Hope on the Horizon: Researcher Discovers Treatable Subgroup in Rare Infant Brain Tumors

Hope on the Horizon: Researcher Discovers Treatable Subgroup in Rare Infant Brain Tumors

In a groundbreaking development for pediatric oncology, Dr. Matt Clarke, a researcher affiliated with the Institute of Cancer Research (ICR) in London and a Keele University alumnus, has helped identify a specific subgroup of high-grade gliomas in infants that responds dramatically to existing targeted drugs. Announced in late 2025, this discovery transforms what was once a terminal diagnosis for many babies under one year old into a potentially curable condition, sparing them the harsh effects of traditional chemotherapy and radiation.

A Devastating Diagnosis Turned Hopeful

High-grade gliomas are aggressive brain tumors that can strike at any age, but in infants, they have historically carried a grim prognosis—often limiting life expectancy to just two years or less. These tumors grow rapidly in the developing brain, causing symptoms like irritability, vomiting, enlarged head size, and developmental delays.

For decades, treatment relied on intensive chemotherapy and radiotherapy, which, while sometimes extending life, often caused severe long-term damage to a baby’s fragile brain—impairing cognition, growth, and quality of life.

Dr. Clarke’s research, part of an international collaboration, pinpointed a molecular subgroup of these tumors occurring exclusively in infants under 12 months. This subgroup features distinct genetic markers that make the cancer cells vulnerable to already-approved targeted therapies—drugs originally developed for other cancers.

“To be able to identify a group of tumors that previously would’ve sadly had a terminal prognosis, where we can now have a treatment that can actually make a difference and ensure these children can survive, is a massive step forward,” Dr. Clarke told reporters.

The breakthrough has already led to “many different success stories,” with infants achieving long-term survival and celebrating milestones like birthdays year after year.

Behind the Science

The study, contributing to a new chapter in the World Health Organization’s classification of brain tumors, involved detailed genomic analysis of infant gliomas. Researchers found that this subgroup lacks the aggressive features seen in older children and adults, responding instead to precision medicines that block specific cancer-driving pathways.
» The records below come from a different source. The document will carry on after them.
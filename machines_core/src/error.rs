use thiserror::Error;

use crate::command::Command;
use crate::model::MachineState;
use crate::route::Route;

/// Shown when the backend could not be reached at all.
pub const NO_RESPONSE_MESSAGE: &str =
    "No response received from the server. Please try again later.";
/// Shown when a view fails to load its data, whatever the cause.
pub const FETCH_FAILED_MESSAGE: &str = "Failed to fetch machines data";

/// Failure of one backend call. `Display` is the one-line message shown to the user.
#[derive(Debug, Error, Clone, PartialEq, Eq)]
pub enum ApiError {
    /// The server answered with a non-success status.
    #[error("{}", server_message(.status, .message))]
    Server { status: u16, message: Option<String> },
    /// The request went out but no response came back.
    #[error("{}", NO_RESPONSE_MESSAGE)]
    Network(String),
    /// The request could not be built or sent.
    #[error("Request setup error: {0}")]
    Request(String),
    /// A success response whose body did not have the expected shape.
    #[error("Unexpected response from the server: {0}")]
    Decode(String),
}

fn server_message(status: &u16, message: &Option<String>) -> String {
    match message {
        Some(m) => m.clone(),
        None => format!("Request failed with status code {status}"),
    }
}

impl ApiError {
    /// Underlying diagnostic, for logs rather than for the user.
    pub fn detail(&self) -> String {
        match self {
            ApiError::Server { status, message } => {
                format!("status {status}: {}", message.as_deref().unwrap_or("<no error body>"))
            }
            ApiError::Network(d) | ApiError::Request(d) | ApiError::Decode(d) => d.clone(),
        }
    }
}

/// Outcome of a view that could not show its normal content.
#[derive(Debug, Error, Clone, PartialEq, Eq)]
pub enum ViewError {
    #[error("login required")]
    LoginRequired,
    #[error("Machine Id is incorrect")]
    MissingMachineId,
    #[error("missing parameter `{0}`")]
    MissingParam(&'static str),
    #[error("{command} is not available while the machine is {state}")]
    CommandDisabled {
        command: Command,
        state: MachineState,
    },
    #[error("{}", FETCH_FAILED_MESSAGE)]
    LoadFailed(#[source] ApiError),
    #[error(transparent)]
    Api(#[from] ApiError),
    #[error("session storage error: {0}")]
    Session(String),
}

impl ViewError {
    /// Where the front-end should navigate instead of rendering an error.
    pub fn redirect(&self) -> Option<Route> {
        match self {
            ViewError::LoginRequired => Some(Route::Login),
            _ => None,
        }
    }

    /// The backend failure behind this error, if any.
    pub fn api_error(&self) -> Option<&ApiError> {
        match self {
            ViewError::LoadFailed(e) | ViewError::Api(e) => Some(e),
            _ => None,
        }
    }
}

#[derive(Debug, Error, Clone)]
pub enum BuildError {
    #[error("missing backend")]
    MissingBackend,
    #[error("invalid config: {0}")]
    InvalidConfig(String),
}

pub type Result<T> = std::result::Result<T, ViewError>;

#[cfg(test)]
mod tests {
    use super::*;

    #[test]
    fn server_error_with_body_shows_body_message() {
        let e = ApiError::Server {
            status: 400,
            message: Some("X".into()),
        };
        assert_eq!(e.to_string(), "X");
    }

    #[test]
    fn server_error_without_body_shows_status() {
        let e = ApiError::Server {
            status: 502,
            message: None,
        };
        assert_eq!(e.to_string(), "Request failed with status code 502");
    }

    #[test]
    fn network_error_hides_detail() {
        let e = ApiError::Network("connection refused".into());
        assert_eq!(e.to_string(), NO_RESPONSE_MESSAGE);
        assert_eq!(e.detail(), "connection refused");
    }

    #[test]
    fn load_failed_is_generic_but_keeps_source() {
        let e = ViewError::LoadFailed(ApiError::Network("x".into()));
        assert_eq!(e.to_string(), FETCH_FAILED_MESSAGE);
        assert!(std::error::Error::source(&e).is_some());
        assert!(e.redirect().is_none());
        assert_eq!(ViewError::LoginRequired.redirect(), Some(Route::Login));
    }
}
Importantly, these targeted drugs avoid the broad toxicity of chemo and radiation, preserving brain development and reducing side effects. This shift represents a paradigm change: from blunt-force treatments to tailored therapies based on tumor biology.

Ongoing Challenges and Future Promise

While this discovery offers profound hope for a subset of infants, experts caution that not all pediatric brain tumors share these characteristics. High-grade gliomas in older children remain challenging, and other rare infant tumors like atypical teratoid/rhabdoid tumors (AT/RT) or diffuse intrinsic pontine gliomas (DIPG) still lack cures.

Dr. Clarke emphasized that “there’s still a lot of work to be done,” highlighting the need for continued research into other subgroups.

This advance underscores the power of molecular profiling in pediatric cancer. By classifying tumors not just by location or appearance, but by their genetic makeup, researchers are unlocking personalized treatments that improve survival while minimizing harm.

For families facing a rare brain cancer diagnosis in their baby, Dr. Clarke’s work is a beacon of hope—proving that dedicated science can turn the tide against even the most daunting childhood diseases.